use serde::{Deserialize, Serialize};

/// A traveler on one reservation.
///
/// Passenger identifiers are unique across the union of a flight's seated and
/// overbooked lists. Passengers sharing a `reservation_id` travel as one party
/// and are seated or bumped together, never split.
#[derive(Debug, Clone, PartialEq, Eq, Serialize, Deserialize)]
#[serde(rename_all = "camelCase")]
pub struct Passenger {
    pub id: i64,
    pub name: String,
    pub has_connections: bool,
    pub age: u32,
    #[serde(default)]
    pub flight_category: FlightCategory,
    /// Grouping key: exact string equality defines the travel party.
    pub reservation_id: String,
    pub has_checked_baggage: bool,
}

/// A passenger's status tier, ordered by priority weight.
#[derive(Debug, Clone, Copy, Default, Serialize, Deserialize, PartialEq, Eq)]
pub enum FlightCategory {
    Black,
    Platinum,
    Gold,
    #[default]
    Normal,
}

impl FlightCategory {
    pub fn as_str(&self) -> &'static str {
        match self {
            Self::Black => "Black",
            Self::Platinum => "Platinum",
            Self::Gold => "Gold",
            Self::Normal => "Normal",
        }
    }
}

/// Input for patching one passenger. All fields are optional for partial updates.
#[derive(Debug, Clone, Default, Serialize, Deserialize)]
#[serde(rename_all = "camelCase")]
pub struct UpdatePassengerInput {
    pub name: Option<String>,
    pub has_connections: Option<bool>,
    pub age: Option<u32>,
    pub flight_category: Option<FlightCategory>,
    pub reservation_id: Option<String>,
    pub has_checked_baggage: Option<bool>,
}

impl UpdatePassengerInput {
    /// Apply the supplied fields to a passenger, leaving the rest untouched.
    /// The passenger's identifier is never changed by a patch.
    pub fn apply(&self, passenger: &mut Passenger) {
        if let Some(name) = &self.name {
            passenger.name = name.clone();
        }
        if let Some(has_connections) = self.has_connections {
            passenger.has_connections = has_connections;
        }
        if let Some(age) = self.age {
            passenger.age = age;
        }
        if let Some(flight_category) = self.flight_category {
            passenger.flight_category = flight_category;
        }
        if let Some(reservation_id) = &self.reservation_id {
            passenger.reservation_id = reservation_id.clone();
        }
        if let Some(has_checked_baggage) = self.has_checked_baggage {
            passenger.has_checked_baggage = has_checked_baggage;
        }
    }
}

/// Equality filters for listing a flight's seated passengers.
///
/// Supplied fields are combined as a conjunction of exact-match predicates.
#[derive(Debug, Clone, Default, Serialize, Deserialize)]
#[serde(rename_all = "camelCase")]
pub struct PassengerFilter {
    pub name: Option<String>,
    pub has_connections: Option<bool>,
    pub age: Option<u32>,
    pub flight_category: Option<FlightCategory>,
    pub reservation_id: Option<String>,
    pub has_checked_baggage: Option<bool>,
}

impl PassengerFilter {
    pub fn matches(&self, passenger: &Passenger) -> bool {
        if let Some(name) = &self.name {
            if passenger.name != *name {
                return false;
            }
        }
        if let Some(has_connections) = self.has_connections {
            if passenger.has_connections != has_connections {
                return false;
            }
        }
        if let Some(age) = self.age {
            if passenger.age != age {
                return false;
            }
        }
        if let Some(flight_category) = self.flight_category {
            if passenger.flight_category != flight_category {
                return false;
            }
        }
        if let Some(reservation_id) = &self.reservation_id {
            if passenger.reservation_id != *reservation_id {
                return false;
            }
        }
        if let Some(has_checked_baggage) = self.has_checked_baggage {
            if passenger.has_checked_baggage != has_checked_baggage {
                return false;
            }
        }
        true
    }
}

■ ■ ■

◆ Instructions to follow ◆
Your answer must be the full set of records above, reproduced exactly.

◆ Answer for the task ◆
use serde::{Deserialize, Serialize};

/// A traveler on one reservation.
///
/// Passenger identifiers are unique across the union of a flight's seated and
/// overbooked lists. Passengers sharing a `reservation_id` travel as one party
/// and are seated or bumped together, never split.
#[derive(Debug, Clone, PartialEq, Eq, Serialize, Deserialize)]
#[serde(rename_all = "camelCase")]
pub struct Passenger {
    pub id: i64,
    pub name: String,
    pub has_connections: bool,
    pub age: u32,
    #[serde(default)]
    pub flight_category: FlightCategory,
    /// Grouping key: exact string equality defines the travel party.
    pub reservation_id: String,
    pub has_checked_baggage: bool,
}

/// A passenger's status tier, ordered by priority weight.
#[derive(Debug, Clone, Copy, Default, Serialize, Deserialize, PartialEq, Eq)]
pub enum FlightCategory {
    Black,
    Platinum,
    Gold,
    #[default]
    Normal,
}

impl FlightCategory {
    pub fn as_str(&self) -> &'static str {
        match self {
            Self::Black => "Black",
            Self::Platinum => "Platinum",
            Self::Gold => "Gold",
            Self::Normal => "Normal",
        }
    }
}

/// Input for patching one passenger. All fields are optional for partial updates.
#[derive(Debug, Clone, Default, Serialize, Deserialize)]
#[serde(rename_all = "camelCase")]
pub struct UpdatePassengerInput {
    pub name: Option<String>,
    pub has_connections: Option<bool>,
    pub age: Option<u32>,
    pub flight_category: Option<FlightCategory>,
    pub reservation_id: Option<String>,
    pub has_checked_baggage: Option<bool>,
}

impl UpdatePassengerInput {
    /// Apply the supplied fields to a passenger, leaving the rest untouched.
    /// The passenger's identifier is never changed by a patch.
    pub fn apply(&self, passenger: &mut Passenger) {
        if let Some(name) = &self.name {
            passenger.name = name.clone();
        }
        if let Some(has_connections) = self.has_connections {
            passenger.has_connections = has_connections;
        }
        if let Some(age) = self.age {
            passenger.age = age;
        }
        if let Some(flight_category) = self.flight_category {
            passenger.flight_category = flight_category;
        }
        if let Some(reservation_id) = &self.reservation_id {
            passenger.reservation_id = reservation_id.clone();
        }
        if let Some(has_checked_baggage) = self.has_checked_baggage {
            passenger.has_checked_baggage = has_checked_baggage;
        }
    }
}

/// Equality filters for listing a flight's seated passengers.
///
/// Supplied fields are combined as a conjunction of exact-match predicates.
#[derive(Debug, Clone, Default, Serialize, Deserialize)]
#[serde(rename_all = "camelCase")]
pub struct PassengerFilter {
    pub name: Option<String>,
    pub has_connections: Option<bool>,
    pub age: Option<u32>,
    pub flight_category: Option<FlightCategory>,
    pub reservation_id: Option<String>,
    pub has_checked_baggage: Option<bool>,
}

impl PassengerFilter {
    pub fn matches(&self, passenger: &Passenger) -> bool {
        if let Some(name) = &self.name {
            if passenger.name != *name {
                return false;
            }
        }
        if let Some(has_connections) = self.has_connections {
            if passenger.has_connections != has_connections {
                return false;
            }
        }
        if let Some(age) = self.age {
            if passenger.age != age {
                return false;
            }
        }
        if let Some(flight_category) = self.flight_category {
            if passenger.flight_category != flight_category {
                return false;
            }
        }
        if let Some(reservation_id) = &self.reservation_id {
            if passenger.reservation_id != *reservation_id {
                return false;
            }
        }
        if let Some(has_checked_baggage) = self.has_checked_baggage {
            if passenger.has_checked_baggage != has_checked_baggage {
                return false;
            }
        }
        true
    }
}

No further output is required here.